Task prompt> Each and every line of the data must appear exactly as given.

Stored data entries
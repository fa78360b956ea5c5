//! 数学类型
//!
//! 基于 `nalgebra` 的向量别名，以及 RGBA 颜色类型。

pub use nalgebra::Vector3 as Vec3;

// 类型别名，使用更简洁的名称
pub type Vector3 = Vec3<f32>;

/// 颜色类型（RGBA，范围 0.0-1.0，直通 alpha）
#[derive(Debug, Clone, Copy, PartialEq)]
pub struct Color {
    pub r: f32,
    pub g: f32,
    pub b: f32,
    pub a: f32,
}

impl Color {
    pub const RED: Color = Color { r: 1.0, g: 0.0, b: 0.0, a: 1.0 };
    pub const GREEN: Color = Color { r: 0.0, g: 1.0, b: 0.0, a: 1.0 };
    pub const BLUE: Color = Color { r: 0.0, g: 0.0, b: 1.0, a: 1.0 };

    /// 创建新的颜色
    pub fn new(r: f32, g: f32, b: f32, a: f32) -> Self {
        Self { r, g, b, a }
    }

    /// 从整数值创建颜色（0-255）
    pub fn from_rgba_u8(r: u8, g: u8, b: u8, a: u8) -> Self {
        Self::new(
            r as f32 / 255.0,
            g as f32 / 255.0,
            b as f32 / 255.0,
            a as f32 / 255.0,
        )
    }

    /// sRGB 编码的颜色转换为线性值（alpha 不变）
    ///
    /// 渲染到 sRGB 格式的目标时，硬件会在写入时重新编码，
    /// 清除颜色必须先转换为线性值，写入结果才是原来的 8 位值。
    pub fn to_linear(&self) -> Self {
        fn decode(c: f32) -> f32 {
            if c <= 0.04045 {
                c / 12.92
            } else {
                ((c + 0.055) / 1.055).powf(2.4)
            }
        }
        Self::new(decode(self.r), decode(self.g), decode(self.b), self.a)
    }

    /// 转换为数组
    pub fn to_array(&self) -> [f32; 4] {
        [self.r, self.g, self.b, self.a]
    }

    /// 转换为 wgpu 清除颜色
    pub fn to_wgpu(&self) -> wgpu::Color {
        wgpu::Color {
            r: self.r as f64,
            g: self.g as f64,
            b: self.b as f64,
            a: self.a as f64,
        }
    }
}

impl From<[u8; 4]> for Color {
    fn from(rgba: [u8; 4]) -> Self {
        Color::from_rgba_u8(rgba[0], rgba[1], rgba[2], rgba[3])
    }
}

#[cfg(test)]
mod tests {
    use super::*;

    #[test]
    fn test_color_from_u8() {
        let color = Color::from([32, 103, 178, 255]);
        assert!((color.r - 32.0 / 255.0).abs() < 1e-6);
        assert!((color.b - 178.0 / 255.0).abs() < 1e-6);
        assert_eq!(color.a, 1.0);

        let clear = color.to_wgpu();
        assert!((clear.g - 103.0 / 255.0).abs() < 1e-6);
    }

    #[test]
    fn test_color_to_array() {
        assert_eq!(Color::BLUE.to_array(), [0.0, 0.0, 1.0, 1.0]);
    }

    #[test]
    fn test_color_to_linear() {
        // 端点和 alpha 不变
        assert_eq!(Color::RED.to_linear(), Color::RED);
        assert_eq!(Color::new(0.0, 0.0, 0.0, 0.5).to_linear().a, 0.5);

        let linear = Color::from([32, 103, 178, 255]).to_linear();
        assert!((linear.r - 0.0144).abs() < 1e-3);
        assert!((linear.g - 0.1356).abs() < 1e-3);
        assert!((linear.b - 0.4452).abs() < 1e-3);
        assert_eq!(linear.a, 1.0);
    }
}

Response>
repository fa78360b956ea5c5
//! 数学类型
//!
//! 基于 `nalgebra` 的向量别名，以及 RGBA 颜色类型。

pub use nalgebra::Vector3 as Vec3;

// 类型别名，使用更简洁的名称
pub type Vector3 = Vec3<f32>;

/// 颜色类型（RGBA，范围 0.0-1.0，直通 alpha）
#[derive(Debug, Clone, Copy, PartialEq)]
pub struct Color {
    pub r: f32,
    pub g: f32,
    pub b: f32,
    pub a: f32,
}

impl Color {
    pub const RED: Color = Color { r: 1.0, g: 0.0, b: 0.0, a: 1.0 };
    pub const GREEN: Color = Color { r: 0.0, g: 1.0, b: 0.0, a: 1.0 };
    pub const BLUE: Color = Color { r: 0.0, g: 0.0, b: 1.0, a: 1.0 };

    /// 创建新的颜色
    pub fn new(r: f32, g: f32, b: f32, a: f32) -> Self {
        Self { r, g, b, a }
    }

    /// 从整数值创建颜色（0-255）
    pub fn from_rgba_u8(r: u8, g: u8, b: u8, a: u8) -> Self {
        Self::new(
            r as f32 / 255.0,
            g as f32 / 255.0,
            b as f32 / 255.0,
            a as f32 / 255.0,
        )
    }

    /// sRGB 编码的颜色转换为线性值（alpha 不变）
    ///
    /// 渲染到 sRGB 格式的目标时，硬件会在写入时重新编码，
    /// 清除颜色必须先转换为线性值，写入结果才是原来的 8 位值。
    pub fn to_linear(&self) -> Self {
        fn decode(c: f32) -> f32 {
            if c <= 0.04045 {
                c / 12.92
            } else {
                ((c + 0.055) / 1.055).powf(2.4)
            }
        }
        Self::new(decode(self.r), decode(self.g), decode(self.b), self.a)
    }

    /// 转换为数组
    pub fn to_array(&self) -> [f32; 4] {
        [self.r, self.g, self.b, self.a]
    }

    /// 转换为 wgpu 清除颜色
    pub fn to_wgpu(&self) -> wgpu::Color {
        wgpu::Color {
            r: self.r as f64,
            g: self.g as f64,
            b: self.b as f64,
            a: self.a as f64,
        }
    }
}

impl From<[u8; 4]> for Color {
    fn from(rgba: [u8; 4]) -> Self {
        Color::from_rgba_u8(rgba[0], rgba[1], rgba[2], rgba[3])
    }
}

#[cfg(test)]
mod tests {
    use super::*;

    #[test]
    fn test_color_from_u8() {
        let color = Color::from([32, 103, 178, 255]);
        assert!((color.r - 32.0 / 255.0).abs() < 1e-6);
        assert!((color.b - 178.0 / 255.0).abs() < 1e-6);
        assert_eq!(color.a, 1.0);

        let clear = color.to_wgpu();
        assert!((clear.g - 103.0 / 255.0).abs() < 1e-6);
    }

    #[test]
    fn test_color_to_array() {
        assert_eq!(Color::BLUE.to_array(), [0.0, 0.0, 1.0, 1.0]);
    }

    #[test]
    fn test_color_to_linear() {
        // 端点和 alpha 不变
        assert_eq!(Color::RED.to_linear(), Color::RED);
        assert_eq!(Color::new(0.0, 0.0, 0.0, 0.5).to_linear().a, 0.5);

        let linear = Color::from([32, 103, 178, 255]).to_linear();
        assert!((linear.r - 0.0144).abs() < 1e-3);
        assert!((linear.g - 0.1356).abs() < 1e-3);
        assert!((linear.b - 0.4452).abs() < 1e-3);
        assert_eq!(linear.a, 1.0);
    }
}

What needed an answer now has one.